Eine gewisse Ratlosigkeit ist geblieben: Wer ist Frau Indica im Jahr 2020? So unbekümmert wie anno 2005, als meine in die Ferne gezogene Freundin Lila mit ihren Letters from Rungholt mich zum Bloggen brachte und die Frau Croco meine erste echte Kommentatorin wurde, ist sie nicht mehr. Das mag mit der #anderaktuellensituation zu tun haben, die insbesondere mein Berufsleben ziemlich belastet und in der ich mich häufig genug innerlich auf schwankenden Planken befinde.

Ich, die Person hinter der Figur, bin nach wie vor nicht bereit, nur noch ernsthaft, erwachsen und monothematisch über etwa Berufliches zu bloggen. Ich mag mich nicht beschränken, bin ohnehin eher aus dem Team Expertin für alles. Was mich regelmäßig beschäftigt, kann in die Kategorien einfließen. Wenn ich nur wüsste, wie ich Instagram-Fotos gleich dahin umlenke, beispielsweise. Das werde ich sicher auch noch herausfinden.

Ohne den ernsthaften Blick auf die Absurditäten des Lebens wird es für mich nicht gehen. Sonst würde ich eingehen wie eine Primel. Herr Spontiv behauptet sowieso, ich sei eine verkappte Landfrau, so häufig wie ich Blümchen, Parks, Landschaften und Idyllen ins Netz stellte. Tsss!

Auch kann ich diese unpersönlichen “Über”-Blogs nicht gut leiden, bei denen versucht wird, tunlichst alles Konkrete und Persönliche zu verbergen. Das wird mir zu glatt, ich gleite daran ab. Privat muss es nicht sein, persönlich aber bitte in jedem Fall. Diese neue Frau Indica allerdings ist öffentlich sichtbar. Ich hoffe, mir dadurch nicht eines Tages die Pest an den Hals zu ziehen.

Schaun mer mal, wohin sich Frau Indica weiterentwickelt.
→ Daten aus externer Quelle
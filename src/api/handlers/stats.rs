//! Handler for single-link statistics.

use axum::{
    Json,
    extract::{Path, State},
};
use chrono::Utc;

use crate::domain::entities::LinkSummary;
use crate::error::AppError;
use crate::state::AppState;

/// Returns usage of one live link, including its click log.
///
/// # Endpoint
///
/// `GET /api/stats/{shortcode}`
///
/// # Errors
///
/// Returns 404 for unknown codes and 410 for expired links.
pub async fn stats_handler(
    State(state): State<AppState>,
    Path(shortcode): Path<String>,
) -> Result<Json<LinkSummary>, AppError> {
    let summary = state
        .stats_service
        .link_summary(&shortcode, Utc::now())
        .await?;

    Ok(Json(summary))
}
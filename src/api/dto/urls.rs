//! DTOs for the single-link endpoint, in the remote backend's wire format.

use chrono::{DateTime, Utc};
use serde::{Deserialize, Serialize};

use crate::domain::entities::ShortenRequest;

/// `POST /api/urls` body: `{ url, validity?, shortcode? }`.
#[derive(Debug, Deserialize)]
pub struct CreateUrlRequest {
    #[serde(default)]
    pub url: Option<String>,
    #[serde(default)]
    pub validity: Option<i64>,
    #[serde(default)]
    pub shortcode: Option<String>,
}

impl From<CreateUrlRequest> for ShortenRequest {
    fn from(body: CreateUrlRequest) -> Self {
        Self {
            original_url: body.url,
            requested_validity_minutes: body.validity,
            preferred_shortcode: body.shortcode,
        }
    }
}

#[derive(Debug, Serialize)]
#[serde(rename_all = "camelCase")]
pub struct CreateUrlResponse {
    pub short_url: String,
    pub shortcode: String,
    pub expiry: Option<DateTime<Utc>>,
}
Ich werde einfach mal machen, wie ich Zeit und Laune habe. Die Lust auf vieles da draußen ist nach wie vor da, trotz der Funkstille. Mir tut das langsame, etwas umständliche Rumfummeln, Bedenken und Korrigieren beim Schreiben gut. Der viele Platz online sowieso, ich bin Team Langstrecke, mag es Gedanken hin- und herzubewegen.

Meine Laune ist nach dem Schreiben dieser ersten beiden Beiträge jedenfalls gleich gestiegen. Das ist sicher nicht die schlechteste Folge vom Bloggen, schon gar nicht #indiesenzeiten.